Army Staff Sergeant Morgan Robinson joined the Oklahoma National Guard in August of 2010, serving as a Petroleum Supply Specialist before reclassifying as a Unit Supply Specialist. Morgan was mobilized and deployed overseas to Afghanistan and Kuwait from August of 2016 to April of 2017.
Warren Williamson is the Executive Director of Tribute to Fallen Soldiers Northwest and led the ceremony. He read a note from Morgan’s friends, describing her as outgoing, smart and caring. Morgan's mom Debbie Robinson said her daughter was assaulted by another service member, and in August of 2018, the 29-year-old took her own life.
"The ones we lose every year to suicide, sexual assault and rapes in the military has got to stop. We can't take it,” said Debbie. “Our loved ones can't take it and they are not doing anything about it."
If you or someone you know needs help, Parkside Psychiatric Hospital in Tulsa is available around the clock.
The group traveling cross-country is making sure other stories of families just like the Robinson's don't go untold. These motorcyclists put in 12-hour days that are hot, humid and emotionally taxing, spending more than an hour with each family they honor.
"[We] come in and tell them 'no you haven't been forgotten, that we love you, we will wrap our arms around you and let you know that your fallen service member didn't serve in vain,’" Williamson said.
It's a 22 -day excursion cross-country. In 11 years, 'Tribute to Fallen Soldiers Northwest' has honored more than 800 fallen service members in every corner of the country.
"All of them raised their hand and said, 'I will serve, and I will serve proudly,’" Williamson said.
Bonni Miller is a motorcyclist and wife of a veteran and said their hearts are also heavy.

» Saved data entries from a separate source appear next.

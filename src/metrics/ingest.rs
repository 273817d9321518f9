//! Raw table ingestion with observable fallback to the sample table.

use serde::{Deserialize, Serialize};
use tracing::{debug, info, warn};

use super::calendar::DEFAULT_REFERENCE_YEAR;
use super::row::{parse_measure, MetricsRow};
use super::sample::sample_table;
use super::schema::{ColumnMapping, Measure};
use super::table::MetricsTable;
use crate::error::{CoreError, Result};

/// An already-parsed, row-oriented table of text cells.
#[derive(Debug, Clone, Default, PartialEq, Eq, Serialize, Deserialize)]
pub struct RawTable {
    pub header: Vec<String>,
    pub rows: Vec<Vec<String>>,
}

impl RawTable {
    pub fn new<H, R>(header: H, rows: Vec<R>) -> Self
    where
        H: IntoIterator,
        H::Item: Into<String>,
        R: IntoIterator,
        R::Item: Into<String>,
    {
        Self {
            header: header.into_iter().map(Into::into).collect(),
            rows: rows
                .into_iter()
                .map(|row| row.into_iter().map(Into::into).collect())
                .collect(),
        }
    }

    /// Parse UTF-8 CSV bytes. The first record is the header.
    pub fn from_csv(bytes: &[u8]) -> Result<Self> {
        let parse_err = |e: csv::Error| CoreError::ParseFailure(e.to_string());
        let mut reader = csv::ReaderBuilder::new()
            .has_headers(true)
            .trim(csv::Trim::All)
            .from_reader(bytes);

        let header: Vec<String> = reader.headers().map_err(parse_err)?.iter().map(str::to_string).collect();
        if header.iter().all(|h| h.is_empty()) {
            return Err(CoreError::ParseFailure("input is empty".to_string()));
        }

        let mut rows = Vec::new();
        for record in reader.records() {
            let record = record.map_err(parse_err)?;
            rows.push(record.iter().map(str::to_string).collect());
        }
        Ok(Self { header, rows })
    }
}

/// What the caller handed to [`ingest`].
#[derive(Debug, Clone, Copy)]
pub enum RawInput<'a> {
    Csv(&'a [u8]),
    Table(&'a RawTable),
}

/// Why the built-in sample was used instead of the caller's data.
#[derive(Debug, Clone, PartialEq, Eq, Serialize, Deserialize)]
pub enum FallbackReason {
    NoInput,
    ParseFailure(String),
    /// Canonical names of the absent columns
    MissingColumns(Vec<String>),
}

impl FallbackReason {
    /// The error this fallback stands in for, if any.
    pub fn as_error(&self) -> Option<CoreError> {
        match self {
            FallbackReason::NoInput => None,
            FallbackReason::ParseFailure(detail) => Some(CoreError::ParseFailure(detail.clone())),
            FallbackReason::MissingColumns(names) => Some(CoreError::MissingColumns(names.clone())),
        }
    }
}

impl std::fmt::Display for FallbackReason {
    fn fmt(&self, f: &mut std::fmt::Formatter<'_>) -> std::fmt::Result {
        match self.as_error() {
            None => write!(f, "no input table supplied"),
            Some(err) => write!(f, "{}", err),
        }
    }
}

/// Knobs supplied by the caller.
#[derive(Debug, Clone, PartialEq, Serialize, Deserialize)]
pub struct IngestOptions {
    pub columns: ColumnMapping,
    pub reference_year: i32,
}

impl Default for IngestOptions {
    fn default() -> Self {
        Self {
            columns: ColumnMapping::default(),
            reference_year: DEFAULT_REFERENCE_YEAR,
        }
    }
}

/// Result of one ingestion call.
#[derive(Debug, Clone, PartialEq)]
pub struct Ingestion {
    pub table: MetricsTable,
    /// Set when `table` is the built-in sample
    pub fallback: Option<FallbackReason>,
}

impl Ingestion {
    pub fn is_fallback(&self) -> bool {
        self.fallback.is_some()
    }
}

fn fall_back(reason: FallbackReason, options: &IngestOptions) -> Result<Ingestion> {
    warn!("Using sample table: {}", reason);
    Ok(Ingestion {
        table: sample_table(options.reference_year)?,
        fallback: Some(reason),
    })
}

/// Turn raw input into a validated, ordered, enriched table.
///
/// Missing input, unreadable input and missing columns fall back to the
/// sample table and report why. An unresolvable month label or a column
/// mapping with a shared header is an error: no table is returned.
pub fn ingest(input: Option<RawInput<'_>>, options: &IngestOptions) -> Result<Ingestion> {
    options.columns.validate()?;

    let parsed;
    let raw: &RawTable = match input {
        None => return fall_back(FallbackReason::NoInput, options),
        Some(RawInput::Table(table)) => table,
        Some(RawInput::Csv(bytes)) => match RawTable::from_csv(bytes) {
            Ok(table) => {
                parsed = table;
                &parsed
            }
            Err(err) => return fall_back(FallbackReason::ParseFailure(err.to_string()), options),
        },
    };

    let positions = match options.columns.locate(raw.header.as_slice()) {
        Ok(positions) => positions,
        Err(missing) => return fall_back(FallbackReason::MissingColumns(missing), options),
    };

    if raw.rows.is_empty() {
        return fall_back(FallbackReason::ParseFailure("table has no data rows".to_string()), options);
    }

    let mut coerced = 0usize;
    let rows: Vec<MetricsRow> = raw
        .rows
        .iter()
        .map(|cells| {
            let cell = |idx: usize| cells.get(idx).map(String::as_str).unwrap_or("");
            let mut row = MetricsRow {
                month: cell(positions[0]).trim().to_string(),
                engaged_accounts: None,
                followers: None,
                reach: None,
                interactions: None,
                likes: None,
                comments: None,
            };
            for (slot, measure) in Measure::ALL.iter().enumerate() {
                let value = parse_measure(cell(positions[slot + 1]));
                if value.is_none() {
                    coerced += 1;
                    debug!(month = %row.month, column = measure.column().canonical_name(), "cell treated as missing");
                }
                row.set(*measure, value);
            }
            row
        })
        .collect();

    if coerced > 0 {
        warn!("{} measure cell(s) were not valid non-negative numbers and are treated as missing", coerced);
    }

    let table = MetricsTable::build(rows, options.reference_year)?;
    info!("Ingested metrics table with {} month(s)", table.len());
    Ok(Ingestion { table, fallback: None })
}

/// Convenience wrapper for CSV bytes.
pub fn ingest_csv(bytes: &[u8], options: &IngestOptions) -> Result<Ingestion> {
    ingest(Some(RawInput::Csv(bytes)), options)
}
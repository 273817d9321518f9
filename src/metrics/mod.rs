//! Metrics Table Pipeline
//!
//! ingest -> validate -> order chronologically -> derive -> query.
//!
//! Every call builds a new immutable [`MetricsTable`]; nothing is cached
//! between calls.

pub mod calendar;
mod export;
mod ingest;
mod row;
mod sample;
mod schema;
mod table;

pub use calendar::{normalize_label, resolve_month, resolve_month_in, DEFAULT_REFERENCE_YEAR};
pub use export::{sample_csv, sample_csv_with, table_csv};
pub use ingest::{ingest, ingest_csv, FallbackReason, IngestOptions, Ingestion, RawInput, RawTable};
pub use row::{growth_pct, parse_measure, DerivedField, DerivedMetrics, MetricsRow};
pub use sample::{sample_rows, sample_table, SAMPLE_ROWS};
pub use schema::{Column, ColumnMapping, Measure};
pub use table::{MetricsRecord, MetricsTable, TableSummary};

"This is tough on a lot of the guys because they are veterans,” Miller said. “They were there. I wasn't there, but boy I know how it feels.”
Families of the fallen sign an American Flag and get a 'Memorial Plaque of Distinguished Service' to honor their loved one's service and sacrifice. Families provide personal items of each fallen service member that will be displayed on the Fallen Soldiers Memorial Flame at Arlington National Cemetery on August 2.
"You can immediately see in these families eyes how important and special it is," Williamson said.
During closing ceremonies at Arlington, the names of every honored service member will be announced, followed by a single bell ringing for each of the fallen.